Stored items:

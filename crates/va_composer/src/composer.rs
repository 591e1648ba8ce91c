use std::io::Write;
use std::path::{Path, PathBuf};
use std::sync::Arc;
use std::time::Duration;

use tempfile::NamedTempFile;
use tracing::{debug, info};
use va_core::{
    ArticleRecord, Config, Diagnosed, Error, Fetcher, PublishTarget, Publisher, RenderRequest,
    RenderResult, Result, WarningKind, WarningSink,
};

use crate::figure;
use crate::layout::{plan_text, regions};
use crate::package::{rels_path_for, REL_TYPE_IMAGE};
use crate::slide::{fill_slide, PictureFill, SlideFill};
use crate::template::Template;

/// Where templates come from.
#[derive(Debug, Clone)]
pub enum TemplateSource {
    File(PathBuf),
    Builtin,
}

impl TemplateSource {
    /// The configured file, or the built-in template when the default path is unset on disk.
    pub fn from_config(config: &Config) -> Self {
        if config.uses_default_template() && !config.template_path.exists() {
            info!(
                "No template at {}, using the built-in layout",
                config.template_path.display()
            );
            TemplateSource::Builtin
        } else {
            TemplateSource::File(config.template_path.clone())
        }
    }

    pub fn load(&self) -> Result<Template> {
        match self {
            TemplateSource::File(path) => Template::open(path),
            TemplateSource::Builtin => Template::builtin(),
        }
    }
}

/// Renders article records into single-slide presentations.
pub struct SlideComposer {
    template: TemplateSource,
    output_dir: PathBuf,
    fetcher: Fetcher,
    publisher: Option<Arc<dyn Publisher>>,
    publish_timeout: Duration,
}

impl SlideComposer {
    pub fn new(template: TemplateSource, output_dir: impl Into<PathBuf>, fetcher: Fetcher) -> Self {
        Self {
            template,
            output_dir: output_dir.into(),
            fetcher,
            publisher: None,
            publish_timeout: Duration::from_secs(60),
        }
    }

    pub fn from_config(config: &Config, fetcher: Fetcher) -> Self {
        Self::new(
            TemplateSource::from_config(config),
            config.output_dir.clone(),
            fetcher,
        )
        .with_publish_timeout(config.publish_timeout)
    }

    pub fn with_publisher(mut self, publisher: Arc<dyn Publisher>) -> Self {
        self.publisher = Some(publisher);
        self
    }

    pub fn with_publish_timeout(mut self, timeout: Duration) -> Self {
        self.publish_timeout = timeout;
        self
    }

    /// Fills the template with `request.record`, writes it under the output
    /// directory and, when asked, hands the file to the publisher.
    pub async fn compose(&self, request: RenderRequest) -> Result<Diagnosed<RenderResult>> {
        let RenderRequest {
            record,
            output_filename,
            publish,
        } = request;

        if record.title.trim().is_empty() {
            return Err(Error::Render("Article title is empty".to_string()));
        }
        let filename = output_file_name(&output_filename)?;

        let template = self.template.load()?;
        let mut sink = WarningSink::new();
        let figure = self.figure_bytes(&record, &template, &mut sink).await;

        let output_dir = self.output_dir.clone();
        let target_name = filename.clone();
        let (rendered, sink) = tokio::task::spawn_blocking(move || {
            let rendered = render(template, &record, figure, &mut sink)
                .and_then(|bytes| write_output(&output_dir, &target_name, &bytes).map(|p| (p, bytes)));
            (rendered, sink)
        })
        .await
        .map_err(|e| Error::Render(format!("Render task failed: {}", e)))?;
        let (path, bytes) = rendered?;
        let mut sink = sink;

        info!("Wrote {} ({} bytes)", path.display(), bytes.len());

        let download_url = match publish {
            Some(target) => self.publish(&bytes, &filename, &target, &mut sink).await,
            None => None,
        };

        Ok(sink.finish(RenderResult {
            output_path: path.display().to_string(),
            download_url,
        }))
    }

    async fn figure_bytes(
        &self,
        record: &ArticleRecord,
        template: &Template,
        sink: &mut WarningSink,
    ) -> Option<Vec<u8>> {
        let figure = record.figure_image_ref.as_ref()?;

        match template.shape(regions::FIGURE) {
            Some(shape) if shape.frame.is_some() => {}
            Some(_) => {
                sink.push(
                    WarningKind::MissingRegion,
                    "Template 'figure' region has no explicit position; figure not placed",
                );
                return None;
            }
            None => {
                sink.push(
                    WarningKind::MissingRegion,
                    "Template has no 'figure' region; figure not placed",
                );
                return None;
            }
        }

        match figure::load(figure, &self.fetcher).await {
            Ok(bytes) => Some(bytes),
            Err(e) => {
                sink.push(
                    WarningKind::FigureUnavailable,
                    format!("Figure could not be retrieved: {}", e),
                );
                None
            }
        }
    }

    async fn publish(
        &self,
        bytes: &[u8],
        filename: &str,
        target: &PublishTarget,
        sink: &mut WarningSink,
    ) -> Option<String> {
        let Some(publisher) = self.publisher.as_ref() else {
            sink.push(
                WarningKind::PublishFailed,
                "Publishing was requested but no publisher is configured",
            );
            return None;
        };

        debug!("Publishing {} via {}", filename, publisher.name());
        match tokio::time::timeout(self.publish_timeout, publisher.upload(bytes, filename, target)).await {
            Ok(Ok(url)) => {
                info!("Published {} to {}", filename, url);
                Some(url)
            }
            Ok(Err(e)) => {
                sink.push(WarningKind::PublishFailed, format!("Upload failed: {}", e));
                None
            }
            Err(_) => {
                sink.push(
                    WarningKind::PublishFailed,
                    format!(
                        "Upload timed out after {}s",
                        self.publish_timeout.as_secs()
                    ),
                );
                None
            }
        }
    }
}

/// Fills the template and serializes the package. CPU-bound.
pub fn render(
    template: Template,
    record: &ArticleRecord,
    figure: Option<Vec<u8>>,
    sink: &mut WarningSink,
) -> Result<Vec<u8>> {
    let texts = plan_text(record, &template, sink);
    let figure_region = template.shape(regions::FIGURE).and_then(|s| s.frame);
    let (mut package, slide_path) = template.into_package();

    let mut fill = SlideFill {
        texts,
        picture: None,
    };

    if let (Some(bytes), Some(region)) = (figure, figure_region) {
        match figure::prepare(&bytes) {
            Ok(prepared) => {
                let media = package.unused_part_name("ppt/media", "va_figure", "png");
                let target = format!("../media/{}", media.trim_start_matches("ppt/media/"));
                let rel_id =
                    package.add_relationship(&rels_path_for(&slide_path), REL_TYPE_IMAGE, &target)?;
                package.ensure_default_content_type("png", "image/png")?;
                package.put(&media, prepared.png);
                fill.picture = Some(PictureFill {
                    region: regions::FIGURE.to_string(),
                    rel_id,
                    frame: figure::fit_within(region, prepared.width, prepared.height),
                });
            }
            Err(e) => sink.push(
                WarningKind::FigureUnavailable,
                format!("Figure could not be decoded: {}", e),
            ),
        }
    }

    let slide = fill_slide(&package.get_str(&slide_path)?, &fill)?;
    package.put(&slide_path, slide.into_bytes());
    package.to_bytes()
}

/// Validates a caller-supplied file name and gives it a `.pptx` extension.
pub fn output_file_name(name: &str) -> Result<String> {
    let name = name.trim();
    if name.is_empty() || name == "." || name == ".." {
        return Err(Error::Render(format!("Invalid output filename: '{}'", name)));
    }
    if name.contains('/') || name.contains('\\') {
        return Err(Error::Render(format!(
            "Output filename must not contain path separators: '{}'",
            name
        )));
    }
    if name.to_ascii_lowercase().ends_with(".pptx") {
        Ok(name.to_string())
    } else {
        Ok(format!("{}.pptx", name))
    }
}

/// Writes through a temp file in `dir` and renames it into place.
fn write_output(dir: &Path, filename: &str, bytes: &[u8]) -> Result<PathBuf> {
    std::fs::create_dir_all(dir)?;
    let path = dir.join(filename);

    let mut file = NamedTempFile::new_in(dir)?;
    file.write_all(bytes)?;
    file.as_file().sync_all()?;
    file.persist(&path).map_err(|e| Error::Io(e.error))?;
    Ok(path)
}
--
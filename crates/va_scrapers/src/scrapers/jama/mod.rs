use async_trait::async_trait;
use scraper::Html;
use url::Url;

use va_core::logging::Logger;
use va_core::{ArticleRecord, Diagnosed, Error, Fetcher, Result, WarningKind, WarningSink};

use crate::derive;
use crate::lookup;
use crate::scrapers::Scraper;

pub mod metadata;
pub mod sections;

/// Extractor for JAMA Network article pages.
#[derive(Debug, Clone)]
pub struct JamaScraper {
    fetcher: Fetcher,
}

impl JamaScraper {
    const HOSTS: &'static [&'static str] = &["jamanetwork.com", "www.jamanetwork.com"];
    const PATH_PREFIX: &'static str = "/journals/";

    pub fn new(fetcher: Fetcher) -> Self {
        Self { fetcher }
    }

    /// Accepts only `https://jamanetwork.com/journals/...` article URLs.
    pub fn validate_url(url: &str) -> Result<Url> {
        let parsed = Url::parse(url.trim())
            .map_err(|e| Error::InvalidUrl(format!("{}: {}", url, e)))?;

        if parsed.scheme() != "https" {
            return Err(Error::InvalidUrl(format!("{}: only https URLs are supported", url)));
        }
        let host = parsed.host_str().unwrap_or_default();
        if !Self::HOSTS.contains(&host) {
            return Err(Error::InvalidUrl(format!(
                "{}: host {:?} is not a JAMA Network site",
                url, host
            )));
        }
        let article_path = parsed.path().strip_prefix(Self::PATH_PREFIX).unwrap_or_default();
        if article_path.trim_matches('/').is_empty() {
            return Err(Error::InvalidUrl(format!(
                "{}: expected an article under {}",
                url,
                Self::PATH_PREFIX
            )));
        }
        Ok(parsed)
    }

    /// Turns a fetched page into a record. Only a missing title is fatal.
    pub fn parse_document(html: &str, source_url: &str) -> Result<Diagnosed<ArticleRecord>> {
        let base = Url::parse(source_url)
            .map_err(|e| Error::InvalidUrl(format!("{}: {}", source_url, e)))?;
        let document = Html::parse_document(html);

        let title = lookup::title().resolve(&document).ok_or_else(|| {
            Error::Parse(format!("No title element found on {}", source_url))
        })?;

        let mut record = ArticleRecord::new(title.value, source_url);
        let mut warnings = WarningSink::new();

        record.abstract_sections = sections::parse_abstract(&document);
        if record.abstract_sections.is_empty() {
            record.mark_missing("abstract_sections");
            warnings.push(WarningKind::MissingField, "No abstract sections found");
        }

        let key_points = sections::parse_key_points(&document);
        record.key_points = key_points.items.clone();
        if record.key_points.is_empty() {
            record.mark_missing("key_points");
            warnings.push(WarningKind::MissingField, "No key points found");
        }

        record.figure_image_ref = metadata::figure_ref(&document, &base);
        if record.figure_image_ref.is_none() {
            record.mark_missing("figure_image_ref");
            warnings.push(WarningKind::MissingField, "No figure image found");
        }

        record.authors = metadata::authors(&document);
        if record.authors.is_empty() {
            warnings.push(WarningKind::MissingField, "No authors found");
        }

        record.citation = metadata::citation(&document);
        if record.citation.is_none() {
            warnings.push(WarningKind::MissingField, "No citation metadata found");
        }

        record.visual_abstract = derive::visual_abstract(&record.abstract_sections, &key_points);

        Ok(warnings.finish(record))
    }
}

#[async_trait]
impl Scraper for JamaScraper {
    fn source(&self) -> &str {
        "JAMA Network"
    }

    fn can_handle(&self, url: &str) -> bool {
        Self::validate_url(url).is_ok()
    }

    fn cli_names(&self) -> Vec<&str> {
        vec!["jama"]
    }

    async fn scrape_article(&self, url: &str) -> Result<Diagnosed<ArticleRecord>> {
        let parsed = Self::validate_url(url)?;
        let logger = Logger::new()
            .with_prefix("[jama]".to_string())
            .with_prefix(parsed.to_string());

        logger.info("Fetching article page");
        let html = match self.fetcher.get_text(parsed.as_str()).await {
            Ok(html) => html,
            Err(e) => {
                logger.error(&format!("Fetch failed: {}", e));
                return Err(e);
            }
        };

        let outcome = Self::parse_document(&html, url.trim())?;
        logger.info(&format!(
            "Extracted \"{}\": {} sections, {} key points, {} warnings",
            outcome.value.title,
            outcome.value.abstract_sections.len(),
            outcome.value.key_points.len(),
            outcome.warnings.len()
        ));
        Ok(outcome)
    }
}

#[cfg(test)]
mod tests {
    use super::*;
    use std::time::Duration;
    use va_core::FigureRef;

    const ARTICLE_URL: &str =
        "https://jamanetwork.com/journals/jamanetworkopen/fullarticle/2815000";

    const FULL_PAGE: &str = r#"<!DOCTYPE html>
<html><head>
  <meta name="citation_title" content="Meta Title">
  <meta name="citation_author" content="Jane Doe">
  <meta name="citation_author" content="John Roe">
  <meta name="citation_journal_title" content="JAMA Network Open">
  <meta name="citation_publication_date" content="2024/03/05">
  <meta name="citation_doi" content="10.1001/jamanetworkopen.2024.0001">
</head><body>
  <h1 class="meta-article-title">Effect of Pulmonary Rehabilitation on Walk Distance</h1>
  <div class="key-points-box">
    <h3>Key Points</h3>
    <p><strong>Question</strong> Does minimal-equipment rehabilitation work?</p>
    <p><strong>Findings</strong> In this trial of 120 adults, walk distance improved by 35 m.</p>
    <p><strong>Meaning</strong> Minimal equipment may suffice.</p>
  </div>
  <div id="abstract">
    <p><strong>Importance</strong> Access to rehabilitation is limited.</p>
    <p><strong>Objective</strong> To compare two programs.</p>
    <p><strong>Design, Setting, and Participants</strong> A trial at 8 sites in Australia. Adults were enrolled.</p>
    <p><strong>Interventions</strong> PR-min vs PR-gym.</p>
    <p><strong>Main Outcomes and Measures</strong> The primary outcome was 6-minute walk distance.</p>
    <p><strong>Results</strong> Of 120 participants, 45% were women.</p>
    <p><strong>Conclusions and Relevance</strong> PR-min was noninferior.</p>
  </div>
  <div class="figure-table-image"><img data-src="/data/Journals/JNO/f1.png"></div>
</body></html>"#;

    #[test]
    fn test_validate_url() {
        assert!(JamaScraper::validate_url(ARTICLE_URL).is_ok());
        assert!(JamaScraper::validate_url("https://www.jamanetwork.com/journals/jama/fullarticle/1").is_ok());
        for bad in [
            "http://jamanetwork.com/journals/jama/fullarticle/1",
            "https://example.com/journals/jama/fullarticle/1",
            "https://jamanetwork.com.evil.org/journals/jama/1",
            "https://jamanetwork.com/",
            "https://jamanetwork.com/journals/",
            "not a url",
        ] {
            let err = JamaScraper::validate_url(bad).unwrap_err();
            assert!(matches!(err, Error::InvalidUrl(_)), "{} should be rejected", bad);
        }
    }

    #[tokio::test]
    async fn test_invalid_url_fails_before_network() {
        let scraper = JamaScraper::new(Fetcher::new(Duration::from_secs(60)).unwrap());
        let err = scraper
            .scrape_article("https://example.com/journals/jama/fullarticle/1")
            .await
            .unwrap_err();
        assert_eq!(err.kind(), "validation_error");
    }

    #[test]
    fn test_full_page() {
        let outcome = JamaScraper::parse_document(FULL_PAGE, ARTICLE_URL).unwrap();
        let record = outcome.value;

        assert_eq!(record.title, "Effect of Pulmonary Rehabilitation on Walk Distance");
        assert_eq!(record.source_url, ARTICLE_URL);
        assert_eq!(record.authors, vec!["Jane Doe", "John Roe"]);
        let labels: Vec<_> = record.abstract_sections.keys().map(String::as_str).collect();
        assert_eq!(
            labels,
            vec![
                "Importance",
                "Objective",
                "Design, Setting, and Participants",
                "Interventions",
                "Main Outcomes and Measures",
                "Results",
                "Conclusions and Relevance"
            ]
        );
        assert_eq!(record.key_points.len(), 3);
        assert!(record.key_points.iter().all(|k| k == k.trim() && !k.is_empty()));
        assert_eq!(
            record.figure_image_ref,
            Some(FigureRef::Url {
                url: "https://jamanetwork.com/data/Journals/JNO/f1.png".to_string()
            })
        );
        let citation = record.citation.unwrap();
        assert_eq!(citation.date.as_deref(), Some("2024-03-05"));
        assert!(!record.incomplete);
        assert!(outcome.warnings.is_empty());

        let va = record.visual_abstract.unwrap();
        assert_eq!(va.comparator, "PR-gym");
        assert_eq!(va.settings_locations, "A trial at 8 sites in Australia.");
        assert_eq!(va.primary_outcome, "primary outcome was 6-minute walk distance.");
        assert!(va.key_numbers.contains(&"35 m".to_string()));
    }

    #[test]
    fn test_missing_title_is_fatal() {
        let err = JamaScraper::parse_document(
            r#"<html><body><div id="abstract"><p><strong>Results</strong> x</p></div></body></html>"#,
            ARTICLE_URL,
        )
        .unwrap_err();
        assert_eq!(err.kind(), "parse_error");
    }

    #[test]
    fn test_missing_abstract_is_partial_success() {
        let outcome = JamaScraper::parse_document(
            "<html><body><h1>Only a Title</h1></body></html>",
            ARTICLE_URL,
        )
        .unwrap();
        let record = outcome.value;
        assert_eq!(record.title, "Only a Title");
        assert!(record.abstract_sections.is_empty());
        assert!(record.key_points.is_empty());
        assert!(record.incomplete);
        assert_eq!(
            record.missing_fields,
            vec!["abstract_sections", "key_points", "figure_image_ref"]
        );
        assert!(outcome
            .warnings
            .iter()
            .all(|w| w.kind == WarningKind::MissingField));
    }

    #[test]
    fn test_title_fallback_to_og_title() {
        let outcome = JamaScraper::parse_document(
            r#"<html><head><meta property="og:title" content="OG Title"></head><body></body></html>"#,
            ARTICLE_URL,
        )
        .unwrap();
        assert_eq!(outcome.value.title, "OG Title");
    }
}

- Problem
Wherever the word "example" appears in a line of the data, copy that line.

- Solution to the problem
            "https://example.com/journals/jama/fullarticle/1",
            .scrape_article("https://example.com/journals/jama/fullarticle/1")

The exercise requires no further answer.